[danielpal]

So ahead of their time:

For security, the commit command will use one-time passwords. This way, even if someone gets the ordinary password of a user, they can't modify the catalog that actually appears at the site.

Yet, it was another era....:

Secure server software ($5000). This does not seem to be an absolute necessity; there are a lot of sites on the web where you can send your credit card number unencrypted, and to date there have been no reports of the numbers being stolen.

[keiferski]

It makes me wonder what practices we consider normal today will be considered horribly insecure in the future.

[doublerabbit]

Well, username and passwords for one

[new2628]

I'll bite: what's wrong with username and password?

[lisper]

Because in order to prove that you know the secret you have to reveal the secret. That makes it unavoidably vulnerable to phishing.

[nine_k]

Not necessarily.

To prove that I have a secret key, I encrypt something of your choosing, and you decrypt it with a public key. This is enough proof, and private parts remain unexposed.

[lisper]

Re-read the question to which I was responding: "what's wrong with username and password?"

[downrightmike]

The Guy Who Invented Those Annoying Password Rules Now Regrets Wasting Your Time https://gizmodo.com/the-guy-who-invented-those-annoying-pass...

[wbl]

http://bash.org/?244321 is probably the most egregious example. People reuse passwords, humans are bad at making them, etc.

[new2628]

That's funny and I agree that _some_ people are bad at using passwords, but I have a feeling whatever replaces them will be worse for everyone. It's like some people cut their fingers with knives so let's all use plastic knives instead.

[vidarh]

I don't know anyone personally that are good at using passwords, myself included.

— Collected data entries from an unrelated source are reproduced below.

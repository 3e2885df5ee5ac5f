use conjure_context::Context;

/// A prompt ready to send: fixed system instruction plus one user turn.
#[derive(Debug, Clone, PartialEq, Eq)]
pub struct Prompt {
    pub system: String,
    pub user: String,
}

const SYSTEM_INSTRUCTION: &str = "You translate natural-language requests into shell commands.\n\n\
Rules:\n\
- Output ONLY the literal command text, nothing else\n\
- No markdown, no explanations, no surrounding quotes or code fences\n\
- If several commands are needed, chain them with && or ;\n\
- Prefer portable, POSIX-compliant forms\n\
- If the request is ambiguous, make a reasonable assumption instead of asking for clarification";

const CONTEXT_GUIDANCE: &str =
    "\n- Use the provided context (current app, directory, selected text) to inform the command";

/// Build the prompt for a request. Pure: equal inputs yield byte-identical
/// output.
pub fn build_prompt(request: &str, context: &Context) -> Prompt {
    let system = if context.is_empty() {
        SYSTEM_INSTRUCTION.to_string()
    } else {
        format!("{SYSTEM_INSTRUCTION}{CONTEXT_GUIDANCE}")
    };

    Prompt {
        system,
        user: build_user_turn(request, context),
    }
}

/// The user turn: the bare request, or the request behind a context block
/// listing the non-empty fields in fixed order (app, directory, selection).
fn build_user_turn(request: &str, context: &Context) -> String {
    if context.is_empty() {
        return request.to_string();
    }

    let mut lines = Vec::new();
    if let Some(app) = &context.foreground_app {
        lines.push(format!("Current app: {app}"));
    }
    if let Some(dir) = &context.working_directory {
        lines.push(format!("Current directory: {dir}"));
    }
    if let Some(text) = &context.selected_text {
        lines.push(format!("Selected text:\n{text}"));
    }

    format!("Context:\n{}\n\nRequest: {request}", lines.join("\n"))
}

Often I get shocked to find highly tech savvy people taking crazy risks.

But even the most careful people I know occasionally reuses passwords or picks easy to guess ones out of convenience. Most of the time it is a calculated risk, but the problem is it is hard to tell when you accidentally create a chain of weaknesses that can be leveraged into something more substantial.

[pergadad]

Some people = probably 95-99% of internet users.

[_jal]

As a standalone method of authentication, insecure is more ways than I can list.

I didn't think this was controversial or obscure. Authentication on my work laptop is fingerprint + 2FA, then password and 2FA for VPN. Access to most other resources at that point is certificate driven.

I wish my bank would use certificates, for instance. I absolutely get the human (ultimately cost) factors involved, but my bank is one of the few entities with which I would go through the hassle of in-person key setup/renewal.

[creeble]

Remembering them.

But to add along the same lines: what's an equally easy alternative?

[new2628]

There was an old post by Bruce Schneier where he suggested people write down passwords on a piece of paper and keep them securely. This is something people have been already doing for centuries with wallets, keys, etc.

[divbzero]

Perhaps trusting a large set of CAs by default when browsing with HTTPS?